*** Opening of Provided data ***

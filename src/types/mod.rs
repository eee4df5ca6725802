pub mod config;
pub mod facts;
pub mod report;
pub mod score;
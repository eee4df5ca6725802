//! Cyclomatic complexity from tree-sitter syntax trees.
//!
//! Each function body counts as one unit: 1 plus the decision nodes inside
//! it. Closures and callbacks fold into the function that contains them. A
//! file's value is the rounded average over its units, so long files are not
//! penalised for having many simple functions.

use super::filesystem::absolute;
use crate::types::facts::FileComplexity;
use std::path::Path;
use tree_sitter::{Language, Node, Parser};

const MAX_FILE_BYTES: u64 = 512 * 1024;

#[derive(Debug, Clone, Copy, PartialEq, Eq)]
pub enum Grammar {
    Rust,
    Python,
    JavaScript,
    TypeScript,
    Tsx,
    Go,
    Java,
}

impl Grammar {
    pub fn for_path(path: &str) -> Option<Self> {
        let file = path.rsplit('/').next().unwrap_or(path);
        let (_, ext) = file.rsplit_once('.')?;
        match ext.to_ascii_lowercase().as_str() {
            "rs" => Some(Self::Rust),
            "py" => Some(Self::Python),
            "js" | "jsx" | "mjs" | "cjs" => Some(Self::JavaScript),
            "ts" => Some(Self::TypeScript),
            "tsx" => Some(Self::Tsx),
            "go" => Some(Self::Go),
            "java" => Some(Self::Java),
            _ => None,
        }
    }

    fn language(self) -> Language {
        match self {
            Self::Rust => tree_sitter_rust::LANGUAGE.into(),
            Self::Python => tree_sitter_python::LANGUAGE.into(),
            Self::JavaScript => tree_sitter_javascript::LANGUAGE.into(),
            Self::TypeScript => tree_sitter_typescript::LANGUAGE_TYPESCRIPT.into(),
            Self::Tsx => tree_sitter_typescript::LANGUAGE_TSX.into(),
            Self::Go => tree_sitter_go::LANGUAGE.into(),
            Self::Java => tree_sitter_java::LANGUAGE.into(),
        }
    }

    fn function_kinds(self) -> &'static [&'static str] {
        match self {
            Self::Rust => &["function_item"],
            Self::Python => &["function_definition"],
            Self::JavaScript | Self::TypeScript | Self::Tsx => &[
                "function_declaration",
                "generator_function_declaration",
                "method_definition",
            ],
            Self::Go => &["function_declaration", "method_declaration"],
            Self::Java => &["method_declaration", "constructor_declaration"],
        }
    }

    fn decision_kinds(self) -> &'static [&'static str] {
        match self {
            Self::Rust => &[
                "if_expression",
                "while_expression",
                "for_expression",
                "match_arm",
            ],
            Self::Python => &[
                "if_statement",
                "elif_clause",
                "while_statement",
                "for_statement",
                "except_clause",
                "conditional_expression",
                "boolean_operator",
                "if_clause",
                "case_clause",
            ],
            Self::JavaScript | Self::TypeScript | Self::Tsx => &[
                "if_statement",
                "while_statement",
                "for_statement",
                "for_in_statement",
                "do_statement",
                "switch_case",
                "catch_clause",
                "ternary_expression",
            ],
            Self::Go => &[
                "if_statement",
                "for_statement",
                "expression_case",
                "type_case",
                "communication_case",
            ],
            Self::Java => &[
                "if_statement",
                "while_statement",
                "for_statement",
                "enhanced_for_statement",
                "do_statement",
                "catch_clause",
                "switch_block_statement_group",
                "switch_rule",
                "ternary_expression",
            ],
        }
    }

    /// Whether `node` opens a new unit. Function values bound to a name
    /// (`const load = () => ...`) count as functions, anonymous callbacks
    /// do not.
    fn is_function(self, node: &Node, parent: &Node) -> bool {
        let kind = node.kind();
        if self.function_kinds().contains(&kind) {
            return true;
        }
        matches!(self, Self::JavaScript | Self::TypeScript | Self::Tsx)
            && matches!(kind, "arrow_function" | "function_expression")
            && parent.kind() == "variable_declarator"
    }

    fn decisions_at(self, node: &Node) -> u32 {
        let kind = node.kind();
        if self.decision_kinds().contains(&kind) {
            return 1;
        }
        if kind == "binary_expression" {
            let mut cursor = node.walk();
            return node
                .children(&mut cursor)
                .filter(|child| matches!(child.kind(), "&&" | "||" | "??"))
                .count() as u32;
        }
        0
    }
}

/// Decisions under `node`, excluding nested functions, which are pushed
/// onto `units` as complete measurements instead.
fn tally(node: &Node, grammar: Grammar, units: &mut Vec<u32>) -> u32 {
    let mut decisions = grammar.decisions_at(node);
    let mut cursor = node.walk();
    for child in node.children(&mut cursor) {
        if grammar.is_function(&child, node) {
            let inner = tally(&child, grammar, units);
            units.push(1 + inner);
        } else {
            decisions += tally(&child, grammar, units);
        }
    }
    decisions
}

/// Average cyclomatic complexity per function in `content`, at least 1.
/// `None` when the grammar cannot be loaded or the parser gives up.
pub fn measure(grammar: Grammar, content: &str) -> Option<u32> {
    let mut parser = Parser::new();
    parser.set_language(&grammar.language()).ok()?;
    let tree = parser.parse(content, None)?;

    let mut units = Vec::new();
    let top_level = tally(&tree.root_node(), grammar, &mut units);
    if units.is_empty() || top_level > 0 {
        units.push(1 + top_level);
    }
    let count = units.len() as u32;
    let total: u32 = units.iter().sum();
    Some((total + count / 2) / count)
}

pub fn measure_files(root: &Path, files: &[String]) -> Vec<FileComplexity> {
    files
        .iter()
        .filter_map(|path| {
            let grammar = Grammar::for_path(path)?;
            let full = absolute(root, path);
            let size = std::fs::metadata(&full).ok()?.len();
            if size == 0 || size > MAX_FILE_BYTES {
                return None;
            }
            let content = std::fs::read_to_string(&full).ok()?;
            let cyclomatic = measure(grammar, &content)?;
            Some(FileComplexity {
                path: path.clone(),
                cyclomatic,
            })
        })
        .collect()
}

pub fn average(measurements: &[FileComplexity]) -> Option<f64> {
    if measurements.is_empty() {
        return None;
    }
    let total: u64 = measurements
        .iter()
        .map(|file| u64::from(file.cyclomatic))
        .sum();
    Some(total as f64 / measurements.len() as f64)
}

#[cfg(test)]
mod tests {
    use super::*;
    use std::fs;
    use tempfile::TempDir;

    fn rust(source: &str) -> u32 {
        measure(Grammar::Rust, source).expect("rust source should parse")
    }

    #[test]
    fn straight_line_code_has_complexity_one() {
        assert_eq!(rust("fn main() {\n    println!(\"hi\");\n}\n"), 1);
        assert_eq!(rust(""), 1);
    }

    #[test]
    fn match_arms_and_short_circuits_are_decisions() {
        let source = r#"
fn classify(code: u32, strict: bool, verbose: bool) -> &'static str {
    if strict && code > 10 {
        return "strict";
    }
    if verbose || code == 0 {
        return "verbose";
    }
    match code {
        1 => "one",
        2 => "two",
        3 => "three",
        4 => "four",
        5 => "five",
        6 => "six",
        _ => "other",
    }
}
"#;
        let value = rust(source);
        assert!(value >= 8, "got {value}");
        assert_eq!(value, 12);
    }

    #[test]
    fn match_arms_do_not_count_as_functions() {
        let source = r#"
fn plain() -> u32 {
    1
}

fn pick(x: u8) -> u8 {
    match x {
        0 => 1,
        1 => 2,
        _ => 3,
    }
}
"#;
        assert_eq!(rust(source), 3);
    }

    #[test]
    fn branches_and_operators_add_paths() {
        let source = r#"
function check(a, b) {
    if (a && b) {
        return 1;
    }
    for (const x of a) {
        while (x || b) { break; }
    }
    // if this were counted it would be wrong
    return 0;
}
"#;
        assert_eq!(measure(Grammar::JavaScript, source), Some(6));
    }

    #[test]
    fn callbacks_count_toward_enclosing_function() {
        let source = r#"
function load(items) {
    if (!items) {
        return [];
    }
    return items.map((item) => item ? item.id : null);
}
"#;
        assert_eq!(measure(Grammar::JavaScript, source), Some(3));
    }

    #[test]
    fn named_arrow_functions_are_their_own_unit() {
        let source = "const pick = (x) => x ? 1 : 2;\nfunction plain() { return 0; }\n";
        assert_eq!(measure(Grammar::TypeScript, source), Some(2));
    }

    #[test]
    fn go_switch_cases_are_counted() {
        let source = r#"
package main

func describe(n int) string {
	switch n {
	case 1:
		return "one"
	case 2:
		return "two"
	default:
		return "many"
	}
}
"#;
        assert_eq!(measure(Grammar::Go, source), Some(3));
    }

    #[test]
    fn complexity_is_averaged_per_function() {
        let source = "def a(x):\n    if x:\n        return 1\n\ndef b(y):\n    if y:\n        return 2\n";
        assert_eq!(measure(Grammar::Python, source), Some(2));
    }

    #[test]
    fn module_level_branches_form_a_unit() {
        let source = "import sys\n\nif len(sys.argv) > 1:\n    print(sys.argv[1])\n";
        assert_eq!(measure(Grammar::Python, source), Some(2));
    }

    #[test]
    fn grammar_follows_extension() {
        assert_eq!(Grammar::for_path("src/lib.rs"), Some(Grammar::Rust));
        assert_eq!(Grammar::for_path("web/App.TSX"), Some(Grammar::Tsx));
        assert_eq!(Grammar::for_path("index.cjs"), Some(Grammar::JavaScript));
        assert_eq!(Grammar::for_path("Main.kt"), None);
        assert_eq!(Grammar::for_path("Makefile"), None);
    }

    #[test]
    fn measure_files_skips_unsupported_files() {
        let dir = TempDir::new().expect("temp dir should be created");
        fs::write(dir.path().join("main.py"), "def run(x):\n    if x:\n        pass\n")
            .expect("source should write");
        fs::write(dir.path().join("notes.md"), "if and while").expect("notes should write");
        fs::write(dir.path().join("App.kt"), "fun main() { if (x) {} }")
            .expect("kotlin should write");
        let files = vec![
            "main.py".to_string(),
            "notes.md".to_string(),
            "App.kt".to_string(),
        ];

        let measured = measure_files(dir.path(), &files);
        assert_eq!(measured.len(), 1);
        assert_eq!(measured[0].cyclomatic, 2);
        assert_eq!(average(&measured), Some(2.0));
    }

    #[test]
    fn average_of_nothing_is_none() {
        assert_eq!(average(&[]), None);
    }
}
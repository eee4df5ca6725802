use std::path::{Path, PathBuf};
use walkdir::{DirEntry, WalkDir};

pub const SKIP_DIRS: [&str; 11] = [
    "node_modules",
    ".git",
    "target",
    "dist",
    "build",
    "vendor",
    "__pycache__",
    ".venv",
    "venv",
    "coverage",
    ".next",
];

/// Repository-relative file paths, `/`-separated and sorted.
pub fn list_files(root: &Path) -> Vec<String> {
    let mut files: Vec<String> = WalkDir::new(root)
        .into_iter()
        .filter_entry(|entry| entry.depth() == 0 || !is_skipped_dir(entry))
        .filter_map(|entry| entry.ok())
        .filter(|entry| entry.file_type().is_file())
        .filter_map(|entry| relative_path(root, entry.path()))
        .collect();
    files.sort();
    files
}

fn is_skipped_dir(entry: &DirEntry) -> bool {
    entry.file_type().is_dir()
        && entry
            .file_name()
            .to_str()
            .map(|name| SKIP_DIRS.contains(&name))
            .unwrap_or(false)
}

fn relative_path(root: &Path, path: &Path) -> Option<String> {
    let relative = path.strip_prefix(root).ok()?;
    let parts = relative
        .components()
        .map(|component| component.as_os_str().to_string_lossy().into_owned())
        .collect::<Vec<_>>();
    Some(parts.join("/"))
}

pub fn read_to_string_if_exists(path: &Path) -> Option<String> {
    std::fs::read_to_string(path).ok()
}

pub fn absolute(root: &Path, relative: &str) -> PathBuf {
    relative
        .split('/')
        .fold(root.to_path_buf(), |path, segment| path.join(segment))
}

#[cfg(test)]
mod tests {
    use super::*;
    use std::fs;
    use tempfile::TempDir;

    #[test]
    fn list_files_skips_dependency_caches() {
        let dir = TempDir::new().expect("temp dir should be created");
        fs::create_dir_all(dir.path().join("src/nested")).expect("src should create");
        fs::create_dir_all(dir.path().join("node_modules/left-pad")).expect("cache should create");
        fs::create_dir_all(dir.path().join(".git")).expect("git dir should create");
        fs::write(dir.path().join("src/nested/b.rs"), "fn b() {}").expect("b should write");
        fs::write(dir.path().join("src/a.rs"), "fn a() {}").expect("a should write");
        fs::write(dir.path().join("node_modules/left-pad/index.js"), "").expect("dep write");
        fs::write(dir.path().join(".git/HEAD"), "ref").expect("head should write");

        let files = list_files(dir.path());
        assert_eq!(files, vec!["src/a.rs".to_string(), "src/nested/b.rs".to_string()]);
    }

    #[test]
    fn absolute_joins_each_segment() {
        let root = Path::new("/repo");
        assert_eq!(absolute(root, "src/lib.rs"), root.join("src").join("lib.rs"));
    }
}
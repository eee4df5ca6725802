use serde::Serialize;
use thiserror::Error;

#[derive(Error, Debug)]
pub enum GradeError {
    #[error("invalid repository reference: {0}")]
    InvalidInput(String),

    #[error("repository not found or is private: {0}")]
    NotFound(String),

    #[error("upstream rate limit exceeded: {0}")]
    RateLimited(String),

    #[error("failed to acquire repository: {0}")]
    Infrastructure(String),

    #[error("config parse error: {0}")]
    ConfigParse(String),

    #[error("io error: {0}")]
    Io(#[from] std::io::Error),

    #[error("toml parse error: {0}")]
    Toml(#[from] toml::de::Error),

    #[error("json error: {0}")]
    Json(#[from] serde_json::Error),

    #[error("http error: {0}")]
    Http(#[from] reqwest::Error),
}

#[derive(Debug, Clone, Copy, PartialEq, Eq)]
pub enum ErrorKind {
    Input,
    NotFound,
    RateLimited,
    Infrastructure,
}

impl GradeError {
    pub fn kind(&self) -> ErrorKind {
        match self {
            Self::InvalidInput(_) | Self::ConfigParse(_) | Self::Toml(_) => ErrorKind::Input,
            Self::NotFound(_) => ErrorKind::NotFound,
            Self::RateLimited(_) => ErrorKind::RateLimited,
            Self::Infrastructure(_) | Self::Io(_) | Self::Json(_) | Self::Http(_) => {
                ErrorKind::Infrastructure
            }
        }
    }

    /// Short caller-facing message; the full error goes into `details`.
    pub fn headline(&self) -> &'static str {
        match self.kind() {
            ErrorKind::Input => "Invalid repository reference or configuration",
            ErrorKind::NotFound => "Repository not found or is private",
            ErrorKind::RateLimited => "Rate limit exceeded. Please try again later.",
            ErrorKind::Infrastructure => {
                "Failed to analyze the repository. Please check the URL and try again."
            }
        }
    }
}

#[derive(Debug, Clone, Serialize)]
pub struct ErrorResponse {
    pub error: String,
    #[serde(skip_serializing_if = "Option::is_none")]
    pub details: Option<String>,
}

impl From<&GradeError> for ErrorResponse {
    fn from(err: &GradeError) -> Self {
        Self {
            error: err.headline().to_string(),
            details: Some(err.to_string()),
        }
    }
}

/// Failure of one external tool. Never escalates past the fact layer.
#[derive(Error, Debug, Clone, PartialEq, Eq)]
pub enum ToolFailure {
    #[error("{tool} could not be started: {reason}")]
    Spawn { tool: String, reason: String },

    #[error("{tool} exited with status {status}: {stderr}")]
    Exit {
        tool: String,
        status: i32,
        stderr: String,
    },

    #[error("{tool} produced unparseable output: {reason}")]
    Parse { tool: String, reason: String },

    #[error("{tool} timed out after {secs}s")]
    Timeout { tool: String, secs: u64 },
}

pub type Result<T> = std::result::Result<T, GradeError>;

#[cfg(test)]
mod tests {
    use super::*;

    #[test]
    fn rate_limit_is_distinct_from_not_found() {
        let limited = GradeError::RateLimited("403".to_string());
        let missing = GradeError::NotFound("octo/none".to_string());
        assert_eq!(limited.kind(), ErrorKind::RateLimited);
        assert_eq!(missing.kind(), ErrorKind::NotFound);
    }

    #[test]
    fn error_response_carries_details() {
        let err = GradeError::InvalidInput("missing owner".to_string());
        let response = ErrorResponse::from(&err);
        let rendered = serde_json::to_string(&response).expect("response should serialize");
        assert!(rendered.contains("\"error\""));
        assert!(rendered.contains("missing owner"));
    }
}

*** Close of Provided data ***

== Assignment ==
Return exactly the opening lines of the listing above, ending with the line that has "use crate::types::facts::FileComplexity;".

== Written reply ==
filename src/types/mod.rs
repository eee4df5ca6725802
pub mod config;
pub mod facts;
pub mod report;
pub mod score;
repository eee4df5ca6725802
//! Cyclomatic complexity from tree-sitter syntax trees.
//!
//! Each function body counts as one unit: 1 plus the decision nodes inside
//! it. Closures and callbacks fold into the function that contains them. A
//! file's value is the rounded average over its units, so long files are not
//! penalised for having many simple functions.

use super::filesystem::absolute;
use crate::types::facts::FileComplexity;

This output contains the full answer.